Note that we just talked about the case where Bob gets the last coin. But note that the case where Alice gets the last coin is symmetrical to this, and thus our answer is simply $2P = \frac{7}{54},$ and thus our requested answer would be $\boxed{754}.$ -DuoDuoling0

Solution 5 (basically steps of solution 4 but different math)

Like solution 4 we will stop the sequence after getting two of each $A$ and $B$. $A$ and $B$ are symmetric in terms of probability so lets first tackle the case where it ends in $A$.

• Case 1: String of $B \dots A B \dots A$ where the strings of $B$'s are of length 1 or more.

The chance of this is $(P(B \dots)) \cdot (P(A)) \cdot (P(B \dots)) \cdot (P(A))$.

The chance of a string of $B$'s can be evaluated using a geometric series:

$P(B) = 1/3, \quad P(BB) = 1/9, \quad P(BBB) = 1/27 \dots$

Add all of these up and you get $1/2$.

The total probability for this case is:

$(1/2) \cdot (2/6) \cdot (1/2) \cdot (2/6) = 1/36$

• Case 2 & 3: There are 2 more cases, $ABB \dots A$ or $BB \dots AA$ where the strings of $B$'s is of length 2 or more.
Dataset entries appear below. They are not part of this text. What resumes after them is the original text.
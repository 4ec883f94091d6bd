use std::{fmt, sync::LazyLock};

use regex::Regex;

use crate::query::QueryError;

static INDEX_FILTER: LazyLock<Regex> =
    LazyLock::new(|| Regex::new(r"(==|!=|<=|>=|<|>)\s*(-?\d+)").expect("valid regex"));

static QUOTED: LazyLock<Regex> =
    LazyLock::new(|| Regex::new(r"'([^']*)'").expect("valid regex"));

/// Comparison operator of an index filter
#[derive(Debug, Clone, Copy, PartialEq, Eq)]
pub enum Comparison {
    Eq,
    NotEq,
    Lt,
    LtEq,
    Gt,
    GtEq,
}

impl Comparison {
    pub fn from_symbol(symbol: &str) -> Option<Self> {
        match symbol {
            "==" => Some(Comparison::Eq),
            "!=" => Some(Comparison::NotEq),
            "<" => Some(Comparison::Lt),
            "<=" => Some(Comparison::LtEq),
            ">" => Some(Comparison::Gt),
            ">=" => Some(Comparison::GtEq),
            _ => None,
        }
    }

    pub fn symbol(&self) -> &'static str {
        match self {
            Comparison::Eq => "==",
            Comparison::NotEq => "!=",
            Comparison::Lt => "<",
            Comparison::LtEq => "<=",
            Comparison::Gt => ">",
            Comparison::GtEq => ">=",
        }
    }

    pub fn apply(&self, left: i64, right: i64) -> bool {
        match self {
            Comparison::Eq => left == right,
            Comparison::NotEq => left != right,
            Comparison::Lt => left < right,
            Comparison::LtEq => left <= right,
            Comparison::Gt => left > right,
            Comparison::GtEq => left >= right,
        }
    }
}

/// Where a child sits in its container
#[derive(Debug, Clone, Copy)]
pub enum Position<'k> {
    /// Element of an array
    Index(usize),

    /// Member of an object, with its insertion position
    Key { key: &'k str, index: usize },
}

/// Decides which children of the working container take part in the next
/// `count`, `sum` or `get`.
#[derive(Debug, Clone, Default, PartialEq)]
pub enum FilterPolicy {
    /// Everything is admitted
    #[default]
    None,

    /// Admits positions `p` for which `p <op> threshold` holds
    Index { op: Comparison, threshold: i64 },

    /// Admits keys containing the substring
    KeyContains(String),
}

impl FilterPolicy {
    /// Parses the argument of `filter(...)`.
    ///
    /// `index <op> N` with `op` one of `== != < <= > >=`, or
    /// `contains('text')`. Anything else is an
    /// [`InvalidFilter`](QueryError::InvalidFilter) error.
    ///
    /// # Examples
    ///
    /// ```
    /// use json_proc::filter::{Comparison, FilterPolicy};
    ///
    /// assert_eq!(
    ///     FilterPolicy::parse("index > 1").unwrap(),
    ///     FilterPolicy::Index { op: Comparison::Gt, threshold: 1 }
    /// );
    /// assert_eq!(
    ///     FilterPolicy::parse("contains('oo')").unwrap(),
    ///     FilterPolicy::KeyContains("oo".to_string())
    /// );
    /// assert!(FilterPolicy::parse("index 1").is_err());
    /// ```
    pub fn parse(expr: &str) -> Result<Self, QueryError> {
        let invalid = || QueryError::InvalidFilter(expr.to_string());

        // `contains('index')` is a key filter even though it mentions "index".
        if expr.trim_start().starts_with("contains") {
            Self::parse_contains(expr).ok_or_else(invalid)
        } else if expr.contains("index") {
            Self::parse_index(expr).ok_or_else(invalid)
        } else if expr.contains("contains") {
            Self::parse_contains(expr).ok_or_else(invalid)
        } else {
            Err(invalid())
        }
    }

    fn parse_index(expr: &str) -> Option<Self> {
        let caps = INDEX_FILTER.captures(expr)?;
        let op = Comparison::from_symbol(&caps[1])?;
        let threshold = caps[2].parse::<i64>().ok()?;
        Some(FilterPolicy::Index { op, threshold })
    }

    fn parse_contains(expr: &str) -> Option<Self> {
        let caps = QUOTED.captures(expr)?;
        Some(FilterPolicy::KeyContains(caps[1].to_string()))
    }

    pub fn is_admitted(&self, position: Position<'_>) -> bool {
        match (self, position) {
            (FilterPolicy::None, _) => true,
            (FilterPolicy::Index { op, threshold }, Position::Index(index))
            | (FilterPolicy::Index { op, threshold }, Position::Key { index, .. }) => {
                i64::try_from(index).is_ok_and(|index| op.apply(index, *threshold))
            }
            (FilterPolicy::KeyContains(needle), Position::Key { key, .. }) => {
                key.contains(needle.as_str())
            }
            (FilterPolicy::KeyContains(needle), Position::Index(index)) => {
                index.to_string().contains(needle.as_str())
            }
        }
    }

    /// Drops back to admitting everything
    pub fn clear(&mut self) {
        *self = FilterPolicy::None;
    }

    pub fn is_active(&self) -> bool {
        !matches!(self, FilterPolicy::None)
    }
}

impl fmt::Display for FilterPolicy {
    fn fmt(&self, f: &mut fmt::Formatter<'_>) -> fmt::Result {
        match self {
            FilterPolicy::None => write!(f, "none"),
            FilterPolicy::Index { op, threshold } => {
                write!(f, "index {} {}", op.symbol(), threshold)
            }
            FilterPolicy::KeyContains(needle) => write!(f, "contains('{}')", needle),
        }
    }
}

#[cfg(test)]
mod tests {
    use super::*;

    fn admitted_indices(policy: &FilterPolicy, len: usize) -> Vec<usize> {
        (0..len)
            .filter(|&i| policy.is_admitted(Position::Index(i)))
            .collect()
    }

    #[test]
    fn test_parse_operators() {
        let cases = vec![
            ("index==2", Comparison::Eq),
            ("index != 2", Comparison::NotEq),
            ("index<2", Comparison::Lt),
            ("index <= 2", Comparison::LtEq),
            ("index>2", Comparison::Gt),
            ("index >= 2", Comparison::GtEq),
        ];

        for (expr, op) in cases {
            assert_eq!(
                FilterPolicy::parse(expr).unwrap(),
                FilterPolicy::Index { op, threshold: 2 },
                "Failed for input: {}",
                expr
            );
        }
    }

    #[test]
    fn test_index_filter_admits() {
        let policy = FilterPolicy::parse("index>1").unwrap();
        assert_eq!(admitted_indices(&policy, 4), vec![2, 3]);

        let policy = FilterPolicy::parse("index != 0").unwrap();
        assert_eq!(admitted_indices(&policy, 3), vec![1, 2]);
    }

    #[test]
    fn test_key_contains() {
        let policy = FilterPolicy::parse("contains('oo')").unwrap();
        let mut admitted = Vec::new();
        for (index, key) in ["foo", "bar", "boom"].into_iter().enumerate() {
            if policy.is_admitted(Position::Key { key, index }) {
                admitted.push(key);
            }
        }
        assert_eq!(admitted, vec!["foo", "boom"]);
    }

    #[test]
    fn test_contains_keyword_named_index() {
        assert_eq!(
            FilterPolicy::parse("contains('index')").unwrap(),
            FilterPolicy::KeyContains("index".to_string())
        );
    }

    #[test]
    fn test_key_contains_on_array_matches_index_text() {
        let policy = FilterPolicy::KeyContains("1".into());
        assert_eq!(admitted_indices(&policy, 12), vec![1, 10, 11]);
    }

    #[test]
    fn test_index_filter_on_object_uses_position() {
        let policy = FilterPolicy::parse("index < 1").unwrap();
        assert!(policy.is_admitted(Position::Key { key: "a", index: 0 }));
        assert!(!policy.is_admitted(Position::Key { key: "b", index: 1 }));
    }

    #[test]
    fn test_invalid_filters() {
        for expr in ["index 2", "index >", "contains(oo)", "length > 2", ""] {
            assert_eq!(
                FilterPolicy::parse(expr),
                Err(QueryError::InvalidFilter(expr.to_string())),
                "Failed for input: {}",
                expr
            );
        }
    }

    #[test]
    fn test_display() {
        assert_eq!(FilterPolicy::parse("index>=3").unwrap().to_string(), "index >= 3");
        assert_eq!(FilterPolicy::parse("contains('oo')").unwrap().to_string(), "contains('oo')");
        assert_eq!(FilterPolicy::None.to_string(), "none");
    }

    #[test]
    fn test_clear() {
        let mut policy = FilterPolicy::parse("index == 0").unwrap();
        assert!(policy.is_active());
        policy.clear();
        assert!(!policy.is_active());
        assert_eq!(admitted_indices(&policy, 2), vec![0, 1]);
    }
}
$P(BB) = 1/9, \quad P(BBB) = 1/27 \dots \implies P(BB \dots) = 1/6$

So the total probability is:

$(2/6)(1/6)(2/6) + (1/6)(2/6)(2/6) = 1/54 + 1/54 = 1/27$

Final Calculation:

• Chance of string ending in $A$ is equal to:

$1/27 + 1/36 = 7/108$

• Chance of ending in $A$ or $B$ is:

$7/108 \cdot 2 = 7/54$

The requested answer is $100 \cdot 7 + 54 = \mathbf{754}$.

-Olecram(hopefully someone can make it into latex and format it)

-LI,CHENXI (no problem bro )